Hai fatto pochi gol, ma quello che hai fatto vale per venti…
“Anche per trenta”.
Ti sei sempre impegnato molto… “Con la massima seretà possibile, mi sentivo molto romanista e questo mi dava una marcia in più”.
C’è stato un momento in cui sentivi che la maglia giallorossa ti entrava dentro? “C’è stata un’annata in cui Radice aveva creato un gruppo meraviglioso, se devo ricordare un episodio che mi porta quasi alle lacrime era quando dovevamo andare all’Olimpico per la finale di ritorno di Coppa Italia contro il Torino, con 80mila persone dopo il 3-0 dell’andata. Solo a Roma può accadere questo. Penso che il calcio dovrebbe essere quello, forti emozioni che ti porti per tutta la vita”.

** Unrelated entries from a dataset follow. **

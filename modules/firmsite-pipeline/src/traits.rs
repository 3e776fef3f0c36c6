// Trait seams for the two external collaborators.
//
// CrawlProvider: map / crawl / scrape against the crawl provider. Errors stay
//   typed so rate-limit and credit classification reach the orchestrators.
// ContentStore: find / create / update against the CMS collections API.
//
// MockProvider and InMemoryStore in `testing` implement these for tests.

use anyhow::Result;
use async_trait::async_trait;
use serde_json::Value;

use firecrawl_client::{
    CrawlOptions, CrawlStarted, CrawlStatus, FirecrawlClient, MapLinks, MapOptions,
    ScrapeOptions, ScrapeResult,
};
use payload_client::{DocId, Document, PayloadClient, Where};

// ---------------------------------------------------------------------------
// CrawlProvider
// ---------------------------------------------------------------------------

#[async_trait]
pub trait CrawlProvider: Send + Sync {
    async fn map(&self, opts: &MapOptions) -> firecrawl_client::Result<MapLinks>;

    async fn start_crawl(&self, opts: &CrawlOptions) -> firecrawl_client::Result<CrawlStarted>;

    /// Status of a crawl job, with all result pages once it has completed.
    async fn crawl_status(&self, job_id: &str) -> firecrawl_client::Result<CrawlStatus>;

    async fn scrape(&self, opts: &ScrapeOptions) -> firecrawl_client::Result<ScrapeResult>;
}

#[async_trait]
impl CrawlProvider for FirecrawlClient {
    async fn map(&self, opts: &MapOptions) -> firecrawl_client::Result<MapLinks> {
        FirecrawlClient::map(self, opts).await
    }

    async fn start_crawl(&self, opts: &CrawlOptions) -> firecrawl_client::Result<CrawlStarted> {
        FirecrawlClient::start_crawl(self, opts).await
    }

    async fn crawl_status(&self, job_id: &str) -> firecrawl_client::Result<CrawlStatus> {
        FirecrawlClient::crawl_status(self, job_id).await
    }

    async fn scrape(&self, opts: &ScrapeOptions) -> firecrawl_client::Result<ScrapeResult> {
        FirecrawlClient::scrape(self, opts).await
    }
}

// ---------------------------------------------------------------------------
// ContentStore
// ---------------------------------------------------------------------------

#[async_trait]
pub trait ContentStore: Send + Sync {
    async fn find(&self, collection: &str, filter: &Where, limit: u32) -> Result<Vec<Document>>;

    async fn create(&self, collection: &str, data: &Value) -> Result<Document>;

    async fn update(&self, collection: &str, id: &DocId, data: &Value) -> Result<Document>;
}

#[async_trait]
impl ContentStore for PayloadClient {
    async fn find(&self, collection: &str, filter: &Where, limit: u32) -> Result<Vec<Document>> {
        Ok(PayloadClient::find(self, collection, filter, limit).await?)
    }

    async fn create(&self, collection: &str, data: &Value) -> Result<Document> {
        Ok(PayloadClient::create(self, collection, data).await?)
    }

    async fn update(&self, collection: &str, id: &DocId, data: &Value) -> Result<Document> {
        Ok(PayloadClient::update(self, collection, id, data).await?)
    }
}
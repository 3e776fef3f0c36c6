use anyhow::{anyhow, Result};
use async_trait::async_trait;
use serde_json::{json, Value};

use firmsite_common::{
    AliasTable, AttorneyExtract, IndustryExtract, PracticeAreaExtract, ScrapeOutput, ScrapeRecord,
    Taxonomy, TaxonomyKind,
};
use firmsite_pipeline::seed::{seed_file, RelationResolver, SeedOptions, SeedStats, SeedWriter};
use firmsite_pipeline::testing::InMemoryStore;
use firmsite_pipeline::traits::ContentStore;
use payload_client::{DocId, Document, Where};

fn taxonomy() -> Taxonomy {
    Taxonomy {
        practice_areas: AliasTable::from_pairs([("tax law", "Tax")]),
        industries: AliasTable::from_pairs([
            ("healthcare", "Health Care"),
            ("real-estate", "Real Estate"),
        ]),
    }
}

fn opts(dry_run: bool) -> SeedOptions {
    SeedOptions {
        dry_run,
        email_domain: "rbelaw.com".into(),
    }
}

fn items<E: serde::de::DeserializeOwned>(value: serde_json::Value) -> Vec<ScrapeRecord<E>> {
    serde_json::from_value::<ScrapeOutput<E>>(value).unwrap().items
}

#[tokio::test]
async fn unresolvable_relation_is_dropped_not_fatal() {
    let store = InMemoryStore::new();
    let taxonomy = taxonomy();
    let writer = SeedWriter::new(&store, &taxonomy, opts(false));

    let stats = writer
        .seed(&items::<PracticeAreaExtract>(json!({
            "items": [{ "extracted": { "name": "Acme Co", "relatedIndustries": ["Healthcare"] } }]
        })))
        .await;

    assert_eq!(
        stats,
        SeedStats {
            created: 1,
            updated: 0,
            skipped: 0,
            errors: 0
        }
    );
    let doc = store.find_by_slug("practice-areas", "acme-co").unwrap();
    assert_eq!(doc.fields["title"], json!("Acme Co"));
    assert_eq!(doc.fields["industries"], json!([]));
}

#[tokio::test]
async fn relations_resolve_through_aliases_by_title_or_slug() {
    let store = InMemoryStore::new()
        .with_doc("industries", json!({ "title": "Health Care", "slug": "health-care" }))
        .with_doc("industries", json!({ "title": "Property", "slug": "real-estate" }));
    let taxonomy = taxonomy();
    let resolver = RelationResolver::new(&store, &taxonomy);

    let ids = resolver
        .resolve_ids(
            &[
                "healthcare".to_string(),
                "Real-Estate".to_string(),
                "HEALTH CARE".to_string(),
                "Agriculture".to_string(),
                "  ".to_string(),
            ],
            TaxonomyKind::Industries,
        )
        .await
        .unwrap();

    assert_eq!(ids, vec![DocId::Int(1), DocId::Int(2)]);
}

#[tokio::test]
async fn reseeding_is_idempotent() {
    let store = InMemoryStore::new()
        .with_doc("industries", json!({ "title": "Health Care", "slug": "health-care" }))
        .with_doc("industries", json!({ "title": "Real Estate", "slug": "real-estate" }));
    let taxonomy = taxonomy();
    let writer = SeedWriter::new(&store, &taxonomy, opts(false));
    let input = items::<PracticeAreaExtract>(json!({
        "items": [
            { "url": "https://rbelaw.com/practice-areas/tax/",
              "extracted": { "name": "Tax Law", "relatedIndustries": ["Healthcare", "Real Estate"] } },
            { "url": "https://rbelaw.com/practice-areas/x/", "extracted": null },
            { "url": "https://rbelaw.com/practice-areas/y/", "extracted": { "description": "no name" } }
        ]
    }));

    let first = writer.seed(&input).await;
    assert_eq!((first.created, first.updated, first.skipped), (1, 0, 2));

    let second = writer.seed(&input).await;
    assert_eq!((second.created, second.updated, second.skipped), (0, 1, 2));

    let docs = store.docs("practice-areas");
    assert_eq!(docs.len(), 1);
    assert_eq!(docs[0].fields["title"], json!("Tax"));
    assert_eq!(docs[0].fields["slug"], json!("tax"));
    assert_eq!(docs[0].relation_ids("industries"), vec![DocId::Int(1), DocId::Int(2)]);
}

#[tokio::test]
async fn update_merges_existing_relations() {
    let store = InMemoryStore::new()
        .with_doc("industries", json!({ "title": "Health Care", "slug": "health-care" }))
        .with_doc("industries", json!({ "title": "Energy", "slug": "energy" }))
        .with_doc(
            "practice-areas",
            json!({ "title": "Tax", "slug": "tax", "industries": [{ "id": 2, "title": "Energy" }] }),
        );
    let taxonomy = taxonomy();
    let writer = SeedWriter::new(&store, &taxonomy, opts(false));

    let stats = writer
        .seed(&items::<PracticeAreaExtract>(json!({
            "items": [{ "extracted": { "name": "Tax", "industries": ["Healthcare", "Energy"] } }]
        })))
        .await;

    assert_eq!(stats.updated, 1);
    let doc = store.find_by_slug("practice-areas", "tax").unwrap();
    assert_eq!(doc.relation_ids("industries"), vec![DocId::Int(2), DocId::Int(1)]);
}

#[tokio::test]
async fn dry_run_writes_nothing() {
    let store = InMemoryStore::new()
        .with_doc("industries", json!({ "title": "Energy", "slug": "energy" }));
    let taxonomy = taxonomy();
    let writer = SeedWriter::new(&store, &taxonomy, opts(true));

    let stats = writer
        .seed(&items::<IndustryExtract>(json!({
            "items": [
                { "extracted": { "name": "Energy" } },
                { "extracted": { "name": "Banking" } }
            ]
        })))
        .await;

    assert_eq!((stats.created, stats.updated), (1, 1));
    assert_eq!(store.create_calls(), 0);
    assert_eq!(store.update_calls(), 0);
    assert_eq!(store.docs("industries").len(), 1);
}

#[tokio::test]
async fn dry_run_counts_repeated_slug_as_update() {
    let store = InMemoryStore::new();
    let taxonomy = taxonomy();
    let input = items::<PracticeAreaExtract>(json!({
        "items": [
            { "extracted": { "name": "Tax Law" } },
            { "extracted": { "name": "Tax" } },
            { "extracted": { "name": "Litigation" } }
        ]
    }));

    let dry = SeedWriter::new(&store, &taxonomy, opts(true)).seed(&input).await;
    assert_eq!((dry.created, dry.updated), (2, 1));
    assert_eq!(store.create_calls(), 0);

    let real = SeedWriter::new(&store, &taxonomy, opts(false)).seed(&input).await;
    assert_eq!((real.created, real.updated), (dry.created, dry.updated));
}

#[tokio::test]
async fn later_items_see_earlier_creations() {
    let store = InMemoryStore::new();
    let taxonomy = taxonomy();
    let writer = SeedWriter::new(&store, &taxonomy, opts(false));

    writer
        .seed(&items::<PracticeAreaExtract>(json!({
            "items": [{ "extracted": { "name": "Tax" } }]
        })))
        .await;
    let stats = writer
        .seed(&items::<AttorneyExtract>(json!({
            "items": [{ "extracted": {
                "name": "Jane Roe",
                "practiceAreas": ["Tax Law", "Underwater Basket Weaving"],
                "email": "jroe@rbelaw.com"
            } }]
        })))
        .await;

    assert_eq!(stats.created, 1);
    let attorney = store.find_by_slug("attorneys", "jane-roe").unwrap();
    assert_eq!(attorney.relation_ids("practices"), vec![DocId::Int(1)]);
    assert_eq!(attorney.fields["email"], json!("jroe@rbelaw.com"));
    assert_eq!(attorney.fields["industries"], json!([]));
}

#[tokio::test]
async fn missing_input_file_is_fatal() {
    let dir = tempfile::tempdir().unwrap();
    let store = InMemoryStore::new();
    let taxonomy = taxonomy();
    let writer = SeedWriter::new(&store, &taxonomy, opts(false));

    let result = seed_file::<PracticeAreaExtract, _>(&writer, &dir.path().join("nope.json")).await;
    assert!(result.is_err());
}

/// Rejects creates whose title is "Broken".
struct RejectingStore(InMemoryStore);

#[async_trait]
impl ContentStore for RejectingStore {
    async fn find(&self, collection: &str, filter: &Where, limit: u32) -> Result<Vec<Document>> {
        self.0.find(collection, filter, limit).await
    }

    async fn create(&self, collection: &str, data: &Value) -> Result<Document> {
        if data["title"] == json!("Broken") {
            return Err(anyhow!("validation failed: title"));
        }
        self.0.create(collection, data).await
    }

    async fn update(&self, collection: &str, id: &DocId, data: &Value) -> Result<Document> {
        self.0.update(collection, id, data).await
    }
}

#[tokio::test]
async fn failing_item_is_counted_and_run_continues() {
    let store = RejectingStore(InMemoryStore::new());
    let taxonomy = taxonomy();
    let writer = SeedWriter::new(&store, &taxonomy, opts(false));

    let stats = writer
        .seed(&items::<IndustryExtract>(json!({
            "items": [
                { "extracted": { "name": "Broken" } },
                { "extracted": { "name": "Energy" } }
            ]
        })))
        .await;

    assert_eq!((stats.created, stats.errors), (1, 1));
    assert!(stats.has_errors());
    assert!(store.0.find_by_slug("industries", "energy").is_some());
}
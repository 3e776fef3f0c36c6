//! Per-category structured extraction.
//!
//! Each URL is served from the response cache when possible, otherwise
//! scraped through the provider under the concurrency limiter. Failures are
//! recorded on the URL's record; the batch always yields one record per URL.

use std::fmt;
use std::path::Path;
use std::sync::atomic::{AtomicBool, Ordering};
use std::sync::Arc;
use std::time::Duration;

use anyhow::{Context, Result};
use futures::stream::{FuturesUnordered, StreamExt};
use rand::Rng;
use schemars::{schema_for, JsonSchema};
use serde::de::DeserializeOwned;
use serde::Serialize;
use serde_json::Value;
use tracing::{debug, error, info, warn};

use firecrawl_client::{with_retry, RetryPolicy, ScrapeOptions, ScrapeResult};
use firmsite_common::{
    AttorneyExtract, IndustryExtract, Normalize, PracticeAreaExtract, ScrapeOutput, ScrapeRecord,
    SiteMap, Taxonomy,
};

use crate::cache::ResponseCache;
use crate::documents::{read_document, write_document};
use crate::scheduler::ConcurrencyLimiter;
use crate::traits::CrawlProvider;

pub const MISSING_KEY_ERROR: &str = "FIRECRAWL_API_KEY not configured";
pub const NO_CREDITS_ERROR: &str = "Skipped due to insufficient credits";

// ---------------------------------------------------------------------------
// Entities
// ---------------------------------------------------------------------------

/// An extract type the scraper knows how to request and store.
pub trait ScrapeEntity:
    Normalize + Serialize + DeserializeOwned + Clone + Send + Sync + 'static
{
    /// Collection-style name, e.g. `practice-areas`.
    const KIND: &'static str;

    /// The site-map bucket this entity is scraped from.
    fn site_map_urls(site_map: &SiteMap) -> &[String];

    /// JSON Schema handed to the extraction endpoint.
    fn extraction_schema() -> Value;

    fn extraction_prompt() -> &'static str;
}

#[derive(JsonSchema)]
#[serde(rename_all = "camelCase")]
#[allow(dead_code)]
struct PracticeAreaSchema {
    name: String,
    #[serde(default)]
    description: Option<String>,
    overview_markdown: String,
    #[serde(default)]
    services: Vec<String>,
    #[serde(default)]
    related_industries: Vec<String>,
    #[serde(default)]
    attorneys: Vec<String>,
}

#[derive(JsonSchema)]
#[serde(rename_all = "camelCase")]
#[allow(dead_code)]
struct IndustrySchema {
    name: String,
    #[serde(default)]
    description: Option<String>,
    overview_markdown: String,
    #[serde(default)]
    services: Vec<String>,
    #[serde(default)]
    related_practice_areas: Vec<String>,
    #[serde(default)]
    attorneys: Vec<String>,
}

#[derive(JsonSchema)]
#[serde(rename_all = "camelCase")]
#[allow(dead_code)]
struct AttorneySchema {
    name: String,
    /// Position as shown on the page, e.g. "Partner".
    #[serde(default)]
    title: Option<String>,
    #[serde(default)]
    email: Option<String>,
    #[serde(default)]
    phone: Option<String>,
    #[serde(default)]
    bio: Option<String>,
    #[serde(default)]
    practice_areas: Vec<String>,
    #[serde(default)]
    industries: Vec<String>,
}

const PRACTICE_AREA_PROMPT: &str = "\
Extract practice area information from this page. Focus on:
- Practice area name
- Description/overview (convert to markdown)
- Services offered
- Related industries
- Attorneys who practice in this area

Be thorough but accurate. If information is not present, omit the field rather than guessing.";

const INDUSTRY_PROMPT: &str = "\
Extract industry information from this page. Focus on:
- Industry name
- Description/overview (convert to markdown)
- Services offered
- Related practice areas
- Attorneys who serve this industry

Be thorough but accurate. If information is not present, omit the field rather than guessing.";

const ATTORNEY_PROMPT: &str = "\
Extract the attorney profile on this page. Focus on:
- Full name and position title
- Email address and phone number
- Biography (convert to markdown)
- Practice areas
- Industries served

Be thorough but accurate. If information is not present, omit the field rather than guessing.";

impl ScrapeEntity for PracticeAreaExtract {
    const KIND: &'static str = "practice-areas";

    fn site_map_urls(site_map: &SiteMap) -> &[String] {
        &site_map.urls.practice_areas
    }

    fn extraction_schema() -> Value {
        extraction_schema_for::<PracticeAreaSchema>()
    }

    fn extraction_prompt() -> &'static str {
        PRACTICE_AREA_PROMPT
    }
}

impl ScrapeEntity for IndustryExtract {
    const KIND: &'static str = "industries";

    fn site_map_urls(site_map: &SiteMap) -> &[String] {
        &site_map.urls.industries
    }

    fn extraction_schema() -> Value {
        extraction_schema_for::<IndustrySchema>()
    }

    fn extraction_prompt() -> &'static str {
        INDUSTRY_PROMPT
    }
}

impl ScrapeEntity for AttorneyExtract {
    const KIND: &'static str = "attorneys";

    fn site_map_urls(site_map: &SiteMap) -> &[String] {
        &site_map.urls.attorneys
    }

    fn extraction_schema() -> Value {
        extraction_schema_for::<AttorneySchema>()
    }

    fn extraction_prompt() -> &'static str {
        ATTORNEY_PROMPT
    }
}

/// Plain draft-07 object schema: no `$schema`, `definitions` or `title`,
/// and optional fields typed without a `null` alternative.
fn extraction_schema_for<T: JsonSchema>() -> Value {
    let schema = schema_for!(T);
    let mut value = serde_json::to_value(schema).unwrap_or_default();
    strip_null_types(&mut value);

    if let Value::Object(map) = &mut value {
        map.remove("definitions");
        map.remove("$schema");
        map.remove("title");
    }
    value
}

fn strip_null_types(value: &mut Value) {
    match value {
        Value::Object(map) => {
            if let Some(Value::Array(types)) = map.get_mut("type") {
                types.retain(|t| t != "null");
                if types.len() == 1 {
                    let single = types.remove(0);
                    map.insert("type".to_string(), single);
                }
            }
            for (_, v) in map.iter_mut() {
                strip_null_types(v);
            }
        }
        Value::Array(items) => items.iter_mut().for_each(strip_null_types),
        _ => {}
    }
}

// ---------------------------------------------------------------------------
// Scraper
// ---------------------------------------------------------------------------

#[derive(Debug, Clone)]
pub struct ScrapeSettings {
    /// Ignore cached records.
    pub force: bool,
    /// Re-fetch cached records that carry errors.
    pub retry_failed: bool,
    pub concurrency: usize,
    /// Jittered pause before each provider request.
    pub min_delay: Duration,
    pub max_delay: Duration,
    pub retry: RetryPolicy,
}

impl Default for ScrapeSettings {
    fn default() -> Self {
        Self {
            force: false,
            retry_failed: false,
            concurrency: ConcurrencyLimiter::DEFAULT,
            min_delay: Duration::from_millis(250),
            max_delay: Duration::from_millis(750),
            retry: RetryPolicy::scrape(),
        }
    }
}

impl ScrapeSettings {
    fn request_delay(&self) -> Duration {
        if self.max_delay <= self.min_delay {
            return self.min_delay;
        }
        let min = self.min_delay.as_millis() as u64;
        let max = self.max_delay.as_millis() as u64;
        Duration::from_millis(rand::rng().random_range(min..=max))
    }
}

pub struct CategoryScraper<P: CrawlProvider> {
    /// `None` when no API key is configured.
    provider: Option<Arc<P>>,
    cache: ResponseCache,
    taxonomy: Arc<Taxonomy>,
    settings: ScrapeSettings,
}

impl<P: CrawlProvider> CategoryScraper<P> {
    pub fn new(
        provider: Option<Arc<P>>,
        cache: ResponseCache,
        taxonomy: Arc<Taxonomy>,
        settings: ScrapeSettings,
    ) -> Self {
        Self {
            provider,
            cache,
            taxonomy,
            settings,
        }
    }

    /// One record per input URL, in completion order.
    pub async fn scrape_all<E: ScrapeEntity>(&self, urls: &[String]) -> Vec<ScrapeRecord<E>> {
        let Some(provider) = self.provider.as_deref() else {
            warn!(kind = E::KIND, urls = urls.len(), "{MISSING_KEY_ERROR}, skipping scrape");
            return urls
                .iter()
                .map(|url| ScrapeRecord::failed(url, MISSING_KEY_ERROR))
                .collect();
        };

        let limiter = ConcurrencyLimiter::new(self.settings.concurrency);
        let out_of_credits = AtomicBool::new(false);
        let schema = E::extraction_schema();
        info!(
            kind = E::KIND,
            urls = urls.len(),
            concurrency = limiter.max(),
            "Scraping category"
        );

        let mut pending: FuturesUnordered<_> = urls
            .iter()
            .map(|url| self.scrape_one::<E>(provider, url, &schema, &limiter, &out_of_credits))
            .collect();

        let mut records = Vec::with_capacity(urls.len());
        while let Some(record) = pending.next().await {
            records.push(record);
        }
        records
    }

    async fn scrape_one<E: ScrapeEntity>(
        &self,
        provider: &P,
        url: &str,
        schema: &Value,
        limiter: &ConcurrencyLimiter,
        out_of_credits: &AtomicBool,
    ) -> ScrapeRecord<E> {
        if !self.settings.force {
            if let Some(cached) = self.cache.read_scrape::<E>(url).await {
                if !(self.settings.retry_failed && cached.has_errors()) {
                    let mut record = cached.normalized(&self.taxonomy);
                    record.url = url.to_string();
                    record.cached = true;
                    return record;
                }
                debug!(url, "Re-fetching previously failed URL");
            }
        }

        let _permit = match limiter.acquire().await {
            Ok(permit) => permit,
            Err(e) => return ScrapeRecord::failed(url, e.to_string()),
        };
        if out_of_credits.load(Ordering::SeqCst) {
            return ScrapeRecord::failed(url, NO_CREDITS_ERROR);
        }

        let delay = self.settings.request_delay();
        if !delay.is_zero() {
            tokio::time::sleep(delay).await;
        }

        let opts = ScrapeOptions::extract(url, schema.clone(), E::extraction_prompt());
        let opts = &opts;
        let name = format!("scrape {url}");
        match with_retry(&name, &self.settings.retry, move || provider.scrape(opts)).await {
            Ok(result) => {
                let raw = record_from_result::<E>(url, result);
                self.cache.write_scrape(url, &raw).await;
                if raw.has_errors() {
                    warn!(url, errors = ?raw.errors, "Scrape returned errors");
                } else {
                    debug!(url, "Scraped");
                }
                raw.normalized(&self.taxonomy)
            }
            Err(err) => {
                if err.is_insufficient_credits() && !out_of_credits.swap(true, Ordering::SeqCst) {
                    error!(url, "Provider credits exhausted, skipping remaining URLs");
                } else {
                    warn!(url, error = %err, "Scrape failed");
                }
                ScrapeRecord::failed(url, err.to_string())
            }
        }
    }
}

/// Raw (un-normalized) record for one provider response.
fn record_from_result<E: DeserializeOwned>(url: &str, result: ScrapeResult) -> ScrapeRecord<E> {
    let mut errors = Vec::new();
    if !result.success {
        errors.push(
            result
                .error
                .unwrap_or_else(|| "Unknown Firecrawl error".to_string()),
        );
    }

    let extracted = match result.extract {
        None | Some(Value::Null) => None,
        Some(value) => match serde_json::from_value::<E>(value) {
            Ok(extract) => Some(extract),
            Err(e) => {
                errors.push(format!("Unparsable extract: {e}"));
                None
            }
        },
    };

    ScrapeRecord {
        url: url.to_string(),
        extracted,
        raw_markdown: result.markdown,
        metadata: result.metadata,
        errors,
        cached: false,
    }
}

// ---------------------------------------------------------------------------
// Category run
// ---------------------------------------------------------------------------

#[derive(Debug, Clone, Copy, Default, PartialEq, Eq)]
pub struct ScrapeStats {
    pub total: usize,
    pub processed: usize,
    pub cached: usize,
    pub errors: usize,
}

impl ScrapeStats {
    pub fn from_records<E>(records: &[ScrapeRecord<E>]) -> Self {
        let cached = records.iter().filter(|r| r.cached).count();
        Self {
            total: records.len(),
            processed: records.len() - cached,
            cached,
            errors: records.iter().filter(|r| r.has_errors()).count(),
        }
    }
}

impl fmt::Display for ScrapeStats {
    fn fmt(&self, f: &mut fmt::Formatter<'_>) -> fmt::Result {
        write!(
            f,
            "total: {}, processed: {}, cached: {}, errors: {}",
            self.total, self.processed, self.cached, self.errors
        )
    }
}

/// Scrape one category from the site map at `input` into the document at `out`.
pub async fn scrape_category<E, P>(
    scraper: &CategoryScraper<P>,
    input: &Path,
    out: &Path,
) -> Result<ScrapeStats>
where
    E: ScrapeEntity,
    P: CrawlProvider,
{
    let site_map: SiteMap = read_document(input)
        .await
        .context("Run discovery first to produce the site map")?;
    let urls = E::site_map_urls(&site_map);

    let records = scraper.scrape_all::<E>(urls).await;
    let stats = ScrapeStats::from_records(&records);

    let output = ScrapeOutput::new(&site_map.base_url, records);
    write_document(out, &output)
        .await
        .with_context(|| format!("Failed to write {}", out.display()))?;

    info!(kind = E::KIND, out = %out.display(), %stats, "Scrape complete");
    Ok(stats)
}
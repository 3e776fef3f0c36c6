pub mod cache;
pub mod categorize;
pub mod discovery;
pub mod documents;
pub mod scheduler;
pub mod scrape;
pub mod seed;
#[cfg(any(test, feature = "test-support"))]
pub mod testing;
pub mod traits;
pub mod urls;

La Roma di oggi ha analogie con quella Roma? “Non lo so, non vivendola faccio fatica. È una società molto forte, è chiaro che il calcio è un po’ cambiato dai tempi in cui giocavo io. Era un calcio ancora con la maglia di lana, forse più romantico. Ma dicono che è diventando vecchi che si dicono queste cose”.
Tu qualche fallo per spezzare l’azione avversaria l’hai fatto… “Gli amici mi parlano di Messi e Maradona, se Maradona fosse stato tutelato come oggi lo è Messi, segnava qualche decina di gol in più. I fuoriclasse sono tutelati come è giusto che sia”.
Ti aspettavi la Lazio a un solo punto dalla Roma? “Non me l’aspettavo, ma probabilmente si è acceso qualcosa. L’organico è buono, l’allenatore ha fatto gruppo e ha tirato fuori il meglio dai suoi calciatori”.
È una squadra pericolosa? Che partita ti aspetti? “Sono assenze importanti, ma il derby è partita a sé”.
Qual è il segreto per affrontare il derby nel modo giusto? “È difficile, probabilmente avere un gruppo, un allenatore che ti porta a quella partita con più serenità possibile. È una partita che si sente, che valga uno scudetto, la salvezza o metà classifica. Bisognerebbe arrivarci il più tranquilli possibile”.
Mazzone appese i fogli di giornale nello spogliatoio… “Fu un bel derby quello. È chiaro che Mazzone aveva esperienza per tirare fuori il meglio dai giocatori. Ce la siamo goduta molto”.
Qual è la differenza che vedi oggi con una partita del genere? “Io lo vivo poco il calcio, ma a quei tempi c’era un calcio in cui la gente non vedeva l’ora di andare allo stadio, la sentivi proprio. Adesso c’è molto marketing, partite ogni giorno della settimana. Questo mi dispiace, la Roma non può avere accanto il tifo che ha sempre avuto”.
La Curva Sud ha portato punti? “Sì. Parlando coi colleghi faccio l’esempio, a Roma il romanista soffre con te. Ricordo quando vivevo in borgata, andavi al bar e il barista ti supplicava di dirgli qualcosa per rincuorarlo. È sintomatico”.
Era diverso giocare al Flaminio? “Era tutto un insieme di cose, era un anno di transizione. La squadra era molto unita dietro all’allenatore che sarebbe andato via, la gente l’avevi addosso. Si sentiva reciprocamente”.
La speranza di quasi tutto il mondo Roma è quella di creare uno stadio che porti la stessa atmosfera… “L’assurdità è fare il calcio moderno rimanendo attaccati agli stadi di una volta”.